Die Prozedur ist ungefähr folgende: Man wird gegen Mitternacht am Hafen von zwei Zivilen eingesammelt, die aussehen wie Mitglieder der Mafia, dann auf der Polizeiwache eine Stunde lang verhört – Dolmetscher gibt es nicht – und später in einen Polizeiwagen gesteckt und an die französische Grenze nach Menton verfrachtet.

Das Ganze hat Ähnlichkeit mit der Beförderung von Sondermüll.

Gnade dir Gott, falls du es wagst, dich zurückzuschleichen. Sie haben zwar keinen Grenzposten, aber ein Heer von wachsamen Nachtwächtern in Zivil, die selbst noch die Bewegung einer sanft schwirrenden Libelle registrieren würden.

Meine Leiche gab unverständliche Laute von sich – Grunzen oder schwache Hilferufe – und griff nach meinem Fußgelenk. Ich stellte das freie Bein auf seine weißgefleckte Albinohand.

3

Ernie kam durch den Hofeingang herein. Er war die Ruhe selbst. "Fassen Sie mit an", sagte er und packte seinen rechten Schuh. "Wir bringen Kramer erst mal auf sein Zimmer. Da können wir weitersehen."

"Glauben Sie, dass er wieder zu sich kommt? Ich musste ihm eins über den Kopf geben, weil er versucht hat, nach meinem Bein zu greifen."

"Seine Lippen sehen blau aus", sagte Ernie nachdenklich. Ich hatte keine Ahnung, was das bedeutete. Ob Schlaganfall oder Kreislaufversagen. Er schob sein rechtes Augenlid hoch und betrachtete seinen Augapfel. "Hat Kramer Sie identifiziert?"

"Nein, er wollte meinen Pass sehen."

"Das haben Sie zu verhindern gewusst, was?" Ernie lächelte so breit, dass sein Schaukastengebiss blitzte und an einem Backenzahn ein kleines goldenes Emblem sichtbar wurde. Es sah aus wie ein winziger Adler, der seine Schwingen ausbreitete. Als wenn er gleich im Mund umherfliegen und sich auf der Zunge niederlassen würde, nachdem sich Ernies Lippen geschlossen hatten.

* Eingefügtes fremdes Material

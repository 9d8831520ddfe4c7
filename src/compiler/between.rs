use super::lexer::{Token, TokenKind};
use crate::ast::CompareOp;
use crate::error::FormulaError;

/// Rewrites every `Field BETWEEN lo AND hi` into
/// `((Field >= lo) and (Field <= hi))`.
///
/// The outer group keeps the rewrite atomic under `not` and mixed `and`/`or`.
pub(super) fn desugar(tokens: Vec<Token>) -> Result<Vec<Token>, FormulaError> {
    if !tokens.iter().any(|t| t.kind == TokenKind::Between) {
        return Ok(tokens);
    }

    let mut out: Vec<Token> = Vec::with_capacity(tokens.len() + 8);
    let mut i = 0;
    while i < tokens.len() {
        let token = &tokens[i];
        if token.kind != TokenKind::Between {
            out.push(token.clone());
            i += 1;
            continue;
        }

        let between_pos = token.position;
        let field = match out.pop() {
            Some(t @ Token {
                kind: TokenKind::Ident(_),
                ..
            }) => t,
            _ => {
                return Err(FormulaError::MalformedBetween(format!(
                    "BETWEEN at position {} must follow a field name",
                    between_pos
                )));
            }
        };

        i += 1;
        let (low, low_pos) = take_bound(&tokens, &mut i).ok_or_else(|| {
            FormulaError::MalformedBetween(format!(
                "expected a numeric lower bound after BETWEEN at position {}",
                between_pos
            ))
        })?;

        match tokens.get(i) {
            Some(Token {
                kind: TokenKind::And,
                ..
            }) => i += 1,
            _ => {
                return Err(FormulaError::MalformedBetween(format!(
                    "expected AND between the bounds of BETWEEN at position {}",
                    between_pos
                )));
            }
        }

        let (high, high_pos) = take_bound(&tokens, &mut i).ok_or_else(|| {
            FormulaError::MalformedBetween(format!(
                "expected a numeric upper bound for BETWEEN at position {}",
                between_pos
            ))
        })?;

        let at = field.position;
        out.extend([
            Token::new(TokenKind::LParen, at),
            Token::new(TokenKind::LParen, at),
            field.clone(),
            Token::new(TokenKind::Op(CompareOp::GreaterThanOrEqual), between_pos),
            Token::new(TokenKind::Number(low), low_pos),
            Token::new(TokenKind::RParen, low_pos),
            Token::new(TokenKind::And, between_pos),
            Token::new(TokenKind::LParen, at),
            field,
            Token::new(TokenKind::Op(CompareOp::SmallerThanOrEqual), between_pos),
            Token::new(TokenKind::Number(high), high_pos),
            Token::new(TokenKind::RParen, high_pos),
            Token::new(TokenKind::RParen, high_pos),
        ]);
    }

    Ok(out)
}

/// Reads an optionally negated number literal starting at `*i`.
fn take_bound(tokens: &[Token], i: &mut usize) -> Option<(f64, usize)> {
    match tokens.get(*i).map(|t| (&t.kind, t.position)) {
        Some((TokenKind::Number(n), pos)) => {
            *i += 1;
            Some((*n, pos))
        }
        Some((TokenKind::Minus, pos)) => match tokens.get(*i + 1).map(|t| &t.kind) {
            Some(TokenKind::Number(n)) => {
                *i += 2;
                Some((-*n, pos))
            }
            _ => None,
        },
        _ => None,
    }
}

#[cfg(test)]
mod tests {
    use super::*;
    use crate::compiler::lexer::tokenize;

    fn desugared(text: &str) -> Result<Vec<TokenKind>, FormulaError> {
        desugar(tokenize(text).unwrap()).map(|ts| ts.into_iter().map(|t| t.kind).collect())
    }

    #[test]
    fn rewrites_into_inclusive_range() {
        let age = || TokenKind::Ident("Age".to_string());
        assert_eq!(
            desugared("Age between 30 AND 45").unwrap(),
            vec![
                TokenKind::LParen,
                TokenKind::LParen,
                age(),
                TokenKind::Op(CompareOp::GreaterThanOrEqual),
                TokenKind::Number(30.0),
                TokenKind::RParen,
                TokenKind::And,
                TokenKind::LParen,
                age(),
                TokenKind::Op(CompareOp::SmallerThanOrEqual),
                TokenKind::Number(45.0),
                TokenKind::RParen,
                TokenKind::RParen,
            ]
        );
    }

    #[test]
    fn handles_several_clauses_and_negative_bounds() {
        let kinds = desugared("Age BETWEEN 30 AND 45 or Rate BETWEEN -1 AND 0.5").unwrap();
        assert_eq!(kinds.iter().filter(|k| **k == TokenKind::Between).count(), 0);
        assert!(kinds.contains(&TokenKind::Number(-1.0)));
        assert!(kinds.contains(&TokenKind::Number(0.5)));
    }

    #[test]
    fn rejects_missing_bounds_and_non_field_operands() {
        for text in [
            "Age BETWEEN 30",
            "Age BETWEEN AND 45",
            "Age BETWEEN 30 45",
            "Age BETWEEN 30 AND",
            "Age BETWEEN 'a' AND 45",
            "BETWEEN 1 AND 2",
            "5 BETWEEN 1 AND 2",
            "(Age) BETWEEN 1 AND 2",
        ] {
            assert!(
                matches!(desugared(text), Err(FormulaError::MalformedBetween(_))),
                "{} should be malformed",
                text
            );
        }
    }
}
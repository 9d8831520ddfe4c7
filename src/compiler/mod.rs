//! Turns operator-authored formula text into a [`Predicate`].
//!
//! The pipeline is: blank check, parenthesis balance, tokenizing (glyph
//! synonyms included), `BETWEEN` desugaring, identifier resolution through the
//! [`FieldCatalog`], recursive-descent parsing with type checks, and finally
//! the [`AstOptimizer`]. Operator text is never evaluated directly; the only
//! executable form is the closed [`Expression`] tree.

use crate::ast::Expression;
use crate::catalog::FieldCatalog;
use crate::error::FormulaError;
use serde::Serialize;
use std::fmt;

mod between;
pub mod lexer;
mod optimizer;
mod parser;

use lexer::{Token, TokenKind};
pub use optimizer::AstOptimizer;
use parser::Parser;

/// A compiled formula. Immutable and cheap to share between threads.
#[derive(Debug, Clone, PartialEq, Serialize)]
pub struct Predicate {
    source: String,
    expression: Expression,
    columns: Vec<String>,
}

impl Predicate {
    /// The formula text exactly as it was compiled.
    pub fn source(&self) -> &str {
        &self.source
    }

    pub fn expression(&self) -> &Expression {
        &self.expression
    }

    /// Every physical column the formula mentions, in first-seen order.
    ///
    /// Recorded before optimization, so a column that folds away is still
    /// required to exist in the dataset.
    pub fn columns(&self) -> &[String] {
        &self.columns
    }

    /// Canonical, fully parenthesized rendering used for operator confirmation.
    pub fn normalized_form(&self) -> String {
        self.expression.to_string()
    }
}

impl fmt::Display for Predicate {
    fn fmt(&self, f: &mut fmt::Formatter<'_>) -> fmt::Result {
        write!(f, "{}", self.expression)
    }
}

/// Compiles formulas against one field catalog.
pub struct Compiler<'a> {
    catalog: &'a FieldCatalog,
    optimize: bool,
}

impl<'a> Compiler<'a> {
    pub fn new(catalog: &'a FieldCatalog) -> Self {
        Self {
            catalog,
            optimize: true,
        }
    }

    /// Disables the optimizer, keeping the tree exactly as parsed.
    pub fn with_optimizations(mut self, enabled: bool) -> Self {
        self.optimize = enabled;
        self
    }

    pub fn compile(&self, text: &str) -> Result<Predicate, FormulaError> {
        if text.trim().is_empty() {
            return Err(FormulaError::EmptyFormula);
        }
        lexer::check_parentheses(text)?;

        let tokens = lexer::tokenize(text)?;
        let tokens = between::desugar(tokens)?;
        let tokens = self.resolve_identifiers(tokens)?;

        let parsed = Parser::new(&tokens, text.chars().count()).parse()?;
        let mut columns = Vec::new();
        parsed.collect_columns(&mut columns);

        let expression = if self.optimize {
            let mut optimizer = AstOptimizer::new();
            let optimized = optimizer.optimize(parsed);
            log::debug!(
                "Optimized formula '{}' in {} pass(es)",
                text.trim(),
                optimizer.passes()
            );
            optimized
        } else {
            parsed
        };

        log::debug!("Compiled '{}' into {}", text.trim(), expression);
        Ok(Predicate {
            source: text.to_string(),
            expression,
            columns,
        })
    }

    /// Replaces every identifier token with the physical column it names.
    ///
    /// Identifiers are whole tokens, so `Age` can never match inside `AverageAge`.
    fn resolve_identifiers(&self, tokens: Vec<Token>) -> Result<Vec<Token>, FormulaError> {
        tokens
            .into_iter()
            .map(|Token { kind, position }| match kind {
                TokenKind::Ident(name) => match self.catalog.resolve(&name) {
                    Some((column, kind)) => Ok(Token::new(
                        TokenKind::Column {
                            name: column.to_string(),
                            kind,
                        },
                        position,
                    )),
                    None => Err(FormulaError::UnresolvedIdentifier(name)),
                },
                other => Ok(Token::new(other, position)),
            })
            .collect()
    }
}

/// Compiles `text` against `catalog` with the default settings.
pub fn compile(text: &str, catalog: &FieldCatalog) -> Result<Predicate, FormulaError> {
    Compiler::new(catalog).compile(text)
}
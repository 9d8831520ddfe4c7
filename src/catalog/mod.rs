//! The field catalog: the single source of truth mapping formula identifiers to
//! physical dataset columns.
//!
//! A catalog is immutable once built and can be shared freely between threads.
//! Adding a field means adding its descriptor here *and* making sure dataset
//! preparation produces the physical column; the catalog itself cannot check the
//! latter, evaluation reports it as [`EvaluationError::MissingColumn`].
//!
//! [`EvaluationError::MissingColumn`]: crate::error::EvaluationError::MissingColumn

mod defaults;
mod field;

pub use defaults::*;
pub use field::*;

use crate::compiler::lexer;
use crate::error::CatalogError;
use ahash::{AHashMap, AHashSet};
use std::fs;
use std::path::Path;

/// An ordered, validated set of [`FieldDescriptor`]s.
#[derive(Debug, Clone)]
pub struct FieldCatalog {
    fields: Vec<FieldDescriptor>,
    by_name: AHashMap<String, usize>,
    by_column: AHashMap<String, SemanticType>,
}

impl Default for FieldCatalog {
    /// The homeowner catalog used by the campaign builder.
    fn default() -> Self {
        Self::index(defaults::homeowner_fields())
    }
}

impl FieldCatalog {
    /// Starts a builder pre-populated with the homeowner fields.
    pub fn builder() -> CatalogBuilder {
        CatalogBuilder::new(defaults::homeowner_fields())
    }

    /// Validates and indexes a list of descriptors.
    pub fn from_descriptors(fields: Vec<FieldDescriptor>) -> Result<Self, CatalogError> {
        let mut names = AHashSet::with_capacity(fields.len());
        for field in &fields {
            if !lexer::is_identifier(&field.name) {
                return Err(CatalogError::InvalidFieldName(field.name.clone()));
            }
            if field.physical_column.trim().is_empty() {
                return Err(CatalogError::EmptyColumn(field.name.clone()));
            }
            if !names.insert(field.name.as_str()) {
                return Err(CatalogError::DuplicateField(field.name.clone()));
            }
        }
        Ok(Self::index(fields))
    }

    // Callers must have checked names are unique.
    fn index(fields: Vec<FieldDescriptor>) -> Self {
        let mut by_name = AHashMap::with_capacity(fields.len());
        let mut by_column = AHashMap::with_capacity(fields.len());
        for (idx, field) in fields.iter().enumerate() {
            by_name.insert(field.name.clone(), idx);
            by_column
                .entry(field.physical_column.clone())
                .or_insert(field.semantic_type);
        }
        Self {
            fields,
            by_name,
            by_column,
        }
    }

    /// Parses a catalog from a JSON array of descriptors.
    pub fn from_json(json: &str) -> Result<Self, CatalogError> {
        let fields: Vec<FieldDescriptor> =
            serde_json::from_str(json).map_err(|e| CatalogError::Parse(e.to_string()))?;
        Self::from_descriptors(fields)
    }

    /// Loads a catalog from a JSON file.
    pub fn from_file(path: impl AsRef<Path>) -> Result<Self, CatalogError> {
        let path = path.as_ref();
        let content = fs::read_to_string(path).map_err(|e| CatalogError::Io {
            path: path.display().to_string(),
            message: e.to_string(),
        })?;
        Self::from_json(&content)
    }

    /// All fields, in a stable order.
    pub fn list_fields(&self) -> &[FieldDescriptor] {
        &self.fields
    }

    /// Exact, case-sensitive lookup of a formula identifier.
    pub fn lookup(&self, name: &str) -> Option<&FieldDescriptor> {
        self.by_name.get(name).map(|&idx| &self.fields[idx])
    }

    /// Resolves an identifier written in a formula to a physical column.
    ///
    /// Catalog names win; otherwise a physical column that the catalog already
    /// exposes is accepted under its own name. Anything else is unresolved.
    pub fn resolve(&self, identifier: &str) -> Option<(&str, SemanticType)> {
        if let Some(field) = self.lookup(identifier) {
            return Some((field.physical_column.as_str(), field.semantic_type));
        }
        self.by_column
            .get_key_value(identifier)
            .map(|(column, ty)| (column.as_str(), *ty))
    }

    /// The semantic type of a physical column, if any field maps to it.
    pub fn semantic_type_of(&self, physical_column: &str) -> Option<SemanticType> {
        self.by_column.get(physical_column).copied()
    }

    /// Distinct physical columns, in field order.
    pub fn physical_columns(&self) -> Vec<&str> {
        let mut seen = Vec::new();
        for field in &self.fields {
            if !seen.contains(&field.physical_column.as_str()) {
                seen.push(field.physical_column.as_str());
            }
        }
        seen
    }

    pub fn len(&self) -> usize {
        self.fields.len()
    }

    pub fn is_empty(&self) -> bool {
        self.fields.is_empty()
    }
}

/// Incrementally assembles a [`FieldCatalog`]. Validation happens in [`build`](Self::build).
pub struct CatalogBuilder {
    fields: Vec<FieldDescriptor>,
    aliases: Vec<(String, String)>,
}

impl CatalogBuilder {
    pub fn new(fields: Vec<FieldDescriptor>) -> Self {
        Self {
            fields,
            aliases: Vec::new(),
        }
    }

    /// A builder with no fields at all.
    pub fn empty() -> Self {
        Self::new(Vec::new())
    }

    pub fn with_field(mut self, field: FieldDescriptor) -> Self {
        self.fields.push(field);
        self
    }

    /// Registers `alias` as another name for the existing field `target`.
    pub fn with_alias(mut self, alias: &str, target: &str) -> Self {
        self.aliases.push((alias.to_string(), target.to_string()));
        self
    }

    pub fn build(mut self) -> Result<FieldCatalog, CatalogError> {
        for (alias, target) in std::mem::take(&mut self.aliases) {
            let original = self
                .fields
                .iter()
                .find(|f| f.name == target)
                .cloned()
                .ok_or_else(|| CatalogError::UnknownAliasTarget {
                    alias: alias.clone(),
                    target: target.clone(),
                })?;
            self.fields.push(FieldDescriptor {
                name: alias,
                description: format!("{} (alias of {})", original.description, original.name),
                ..original
            });
        }
        FieldCatalog::from_descriptors(self.fields)
    }
}
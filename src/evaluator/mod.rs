use crate::ast::EvaluationTrace;
use crate::compiler::Predicate;
use crate::data::Dataset;
use crate::error::EvaluationError;
use crate::trace::TraceFormatter;
use rayon::prelude::*;
use serde::Serialize;

mod engine;

use engine::AstEngine;

/// The result of an evaluation run.
#[derive(Debug, Clone, PartialEq, Eq, Serialize)]
pub struct EvaluationResult {
    /// Number of rows the predicate matched.
    pub match_count: usize,
    /// Indices of the matching rows, ascending.
    pub matched_row_indices: Vec<usize>,
}

/// Why a single row did or did not match.
#[derive(Debug, Clone)]
pub struct RowExplanation {
    pub row: usize,
    pub matched: bool,
    /// A human-readable rendering of `trace`.
    pub reason: String,
    pub trace: EvaluationTrace,
}

/// Evaluates compiled predicates against one dataset.
///
/// An `Evaluator` only borrows the dataset and can be shared across threads to
/// run several predicates concurrently.
pub struct Evaluator<'a> {
    dataset: &'a Dataset,
}

impl<'a> Evaluator<'a> {
    pub fn new(dataset: &'a Dataset) -> Self {
        Self { dataset }
    }

    /// Fails with [`EvaluationError::MissingColumn`] for the first column the
    /// predicate needs that the dataset lacks.
    pub fn check_columns(&self, predicate: &Predicate) -> Result<(), EvaluationError> {
        match predicate
            .columns()
            .iter()
            .find(|c| !self.dataset.has_column(c))
        {
            Some(missing) => Err(EvaluationError::MissingColumn(missing.clone())),
            None => Ok(()),
        }
    }

    /// Evaluates the predicate on every row in parallel.
    ///
    /// Missing or non-coercible cells make the comparison they appear in
    /// false; they never abort the run. Only an absent column does.
    pub fn evaluate(&self, predicate: &Predicate) -> Result<EvaluationResult, EvaluationError> {
        self.check_columns(predicate)?;

        let expression = predicate.expression();
        let matched_row_indices: Vec<usize> = (0..self.dataset.row_count())
            .into_par_iter()
            .filter(|&row| AstEngine::new(expression, self.dataset, row).matches())
            .collect();

        log::info!(
            "Formula '{}' matched {} of {} rows",
            predicate.source().trim(),
            matched_row_indices.len(),
            self.dataset.row_count()
        );

        Ok(EvaluationResult {
            match_count: matched_row_indices.len(),
            matched_row_indices,
        })
    }

    /// Evaluates a single row and records how each condition came out.
    pub fn explain(
        &self,
        predicate: &Predicate,
        row: usize,
    ) -> Result<RowExplanation, EvaluationError> {
        self.check_columns(predicate)?;
        let rows = self.dataset.row_count();
        if row >= rows {
            return Err(EvaluationError::RowOutOfBounds { row, rows });
        }

        let trace = AstEngine::new(predicate.expression(), self.dataset, row).evaluate();
        Ok(RowExplanation {
            row,
            matched: trace.get_outcome().is_truthy(),
            reason: TraceFormatter::format_trace(&trace),
            trace,
        })
    }
}

/// Evaluates `predicate` against `dataset`.
pub fn evaluate(
    predicate: &Predicate,
    dataset: &Dataset,
) -> Result<EvaluationResult, EvaluationError> {
    Evaluator::new(dataset).evaluate(predicate)
}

"Ich glaube, jetzt muss ich mir langsam Gedanken darüber machen, wie man ihn aus dem Weg schaffen könnte, oder?"

"Hm ..." Er wiegte nachdenklich den Kopf. "Meine Devise lautet: Niemals körperliche Gewalt anwenden. Gewalt erzeugt nur Gegengewalt, und zum Schluss werden wir auch noch um die Früchte unserer Arbeit gebracht. Das ist zwar eine Binsenweisheit, aber wir vergessen immer wieder, unsere Lehren aus der Geschichte zu ziehen. Wir wollen nicht verstehen, dass wir früher oder später alle dem Untergang geweiht sind, wenn wir den alten Ratschlag Auge um Auge, Zahn um Zahn befolgen."

"Das schafft ihn mir nicht vom Hals", sagte ich.

"Sie müssen etwas mehr Geduld haben. Sie müssen nachdenken und Ihren Verstand einsetzen, Leo."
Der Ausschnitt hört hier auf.